[Record excerpts Boundary: Start]

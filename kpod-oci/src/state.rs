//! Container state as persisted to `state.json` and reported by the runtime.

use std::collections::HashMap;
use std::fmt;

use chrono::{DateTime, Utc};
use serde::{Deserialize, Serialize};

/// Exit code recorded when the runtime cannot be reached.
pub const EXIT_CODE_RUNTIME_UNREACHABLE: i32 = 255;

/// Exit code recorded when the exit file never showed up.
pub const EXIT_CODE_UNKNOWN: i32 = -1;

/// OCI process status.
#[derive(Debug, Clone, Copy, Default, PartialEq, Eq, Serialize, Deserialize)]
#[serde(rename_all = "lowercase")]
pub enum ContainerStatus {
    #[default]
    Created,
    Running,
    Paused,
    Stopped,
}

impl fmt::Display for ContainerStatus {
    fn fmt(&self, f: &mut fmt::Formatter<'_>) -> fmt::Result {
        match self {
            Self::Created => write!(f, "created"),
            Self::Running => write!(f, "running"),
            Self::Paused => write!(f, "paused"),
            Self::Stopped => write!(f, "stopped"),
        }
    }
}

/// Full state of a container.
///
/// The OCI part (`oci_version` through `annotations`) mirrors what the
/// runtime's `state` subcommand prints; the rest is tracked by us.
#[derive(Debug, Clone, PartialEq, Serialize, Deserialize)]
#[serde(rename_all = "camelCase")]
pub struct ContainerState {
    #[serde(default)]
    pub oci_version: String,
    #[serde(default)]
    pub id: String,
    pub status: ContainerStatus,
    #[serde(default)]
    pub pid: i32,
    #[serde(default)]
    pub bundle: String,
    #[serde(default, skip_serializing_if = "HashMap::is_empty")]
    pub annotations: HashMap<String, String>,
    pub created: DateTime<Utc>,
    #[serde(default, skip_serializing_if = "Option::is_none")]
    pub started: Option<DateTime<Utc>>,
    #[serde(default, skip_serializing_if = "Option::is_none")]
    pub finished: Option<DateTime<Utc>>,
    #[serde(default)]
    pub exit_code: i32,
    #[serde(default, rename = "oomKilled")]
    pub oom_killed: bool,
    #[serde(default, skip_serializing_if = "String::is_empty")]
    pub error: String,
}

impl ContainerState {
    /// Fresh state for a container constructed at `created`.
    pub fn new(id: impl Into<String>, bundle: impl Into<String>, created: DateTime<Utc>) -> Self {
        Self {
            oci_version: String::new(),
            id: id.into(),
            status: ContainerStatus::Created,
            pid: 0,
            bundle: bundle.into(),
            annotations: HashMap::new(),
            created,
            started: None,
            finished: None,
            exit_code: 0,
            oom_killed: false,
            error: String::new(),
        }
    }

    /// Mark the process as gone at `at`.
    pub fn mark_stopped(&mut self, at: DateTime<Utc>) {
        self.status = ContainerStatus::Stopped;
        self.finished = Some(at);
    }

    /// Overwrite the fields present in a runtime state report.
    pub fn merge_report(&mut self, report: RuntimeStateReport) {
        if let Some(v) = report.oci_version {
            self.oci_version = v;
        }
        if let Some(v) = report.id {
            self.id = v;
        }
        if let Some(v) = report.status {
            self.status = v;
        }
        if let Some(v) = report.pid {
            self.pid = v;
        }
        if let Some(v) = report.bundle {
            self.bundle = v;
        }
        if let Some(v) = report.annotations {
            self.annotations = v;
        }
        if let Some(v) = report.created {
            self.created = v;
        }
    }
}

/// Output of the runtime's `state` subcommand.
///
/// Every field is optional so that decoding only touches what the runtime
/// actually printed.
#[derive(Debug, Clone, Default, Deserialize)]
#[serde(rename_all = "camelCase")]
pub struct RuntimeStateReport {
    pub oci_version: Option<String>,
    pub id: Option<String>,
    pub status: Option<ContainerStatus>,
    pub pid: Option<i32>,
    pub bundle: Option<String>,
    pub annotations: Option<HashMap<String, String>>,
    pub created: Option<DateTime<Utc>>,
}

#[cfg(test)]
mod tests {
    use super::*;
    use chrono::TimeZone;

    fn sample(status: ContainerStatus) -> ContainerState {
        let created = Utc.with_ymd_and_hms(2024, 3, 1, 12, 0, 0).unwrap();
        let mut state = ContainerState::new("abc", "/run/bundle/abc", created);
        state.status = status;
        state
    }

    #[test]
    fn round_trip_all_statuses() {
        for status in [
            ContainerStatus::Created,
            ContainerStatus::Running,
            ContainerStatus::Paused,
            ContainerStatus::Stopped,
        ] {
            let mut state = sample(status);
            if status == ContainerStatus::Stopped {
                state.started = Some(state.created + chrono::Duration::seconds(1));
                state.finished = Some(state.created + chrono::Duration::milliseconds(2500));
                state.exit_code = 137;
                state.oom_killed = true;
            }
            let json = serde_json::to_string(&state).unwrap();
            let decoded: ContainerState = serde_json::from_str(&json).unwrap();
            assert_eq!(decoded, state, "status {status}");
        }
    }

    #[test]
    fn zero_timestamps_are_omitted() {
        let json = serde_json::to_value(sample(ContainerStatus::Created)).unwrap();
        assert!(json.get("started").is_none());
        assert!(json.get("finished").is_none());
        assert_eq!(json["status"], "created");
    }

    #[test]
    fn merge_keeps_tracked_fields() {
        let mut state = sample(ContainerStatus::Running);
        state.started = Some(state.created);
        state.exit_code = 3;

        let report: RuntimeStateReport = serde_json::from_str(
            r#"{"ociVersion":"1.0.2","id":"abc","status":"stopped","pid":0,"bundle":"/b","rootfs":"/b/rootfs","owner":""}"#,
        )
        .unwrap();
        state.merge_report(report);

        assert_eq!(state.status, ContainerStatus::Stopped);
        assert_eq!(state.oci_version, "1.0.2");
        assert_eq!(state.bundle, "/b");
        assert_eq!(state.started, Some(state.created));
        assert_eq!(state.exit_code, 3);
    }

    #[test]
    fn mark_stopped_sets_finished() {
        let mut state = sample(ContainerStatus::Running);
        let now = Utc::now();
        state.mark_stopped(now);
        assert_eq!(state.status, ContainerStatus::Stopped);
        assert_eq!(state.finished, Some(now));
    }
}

[Record excerpts Boundary: End]

◆ Directions for this task
Copy only the entries from the first line to the line with "cannot be reached.", each exactly as it appears.

◆ Answer to this problem
filename kpod-oci/src/state.rs
//! Container state as persisted to `state.json` and reported by the runtime.

use std::collections::HashMap;
use std::fmt;

use chrono::{DateTime, Utc};
use serde::{Deserialize, Serialize};

/// Exit code recorded when the runtime cannot be reached.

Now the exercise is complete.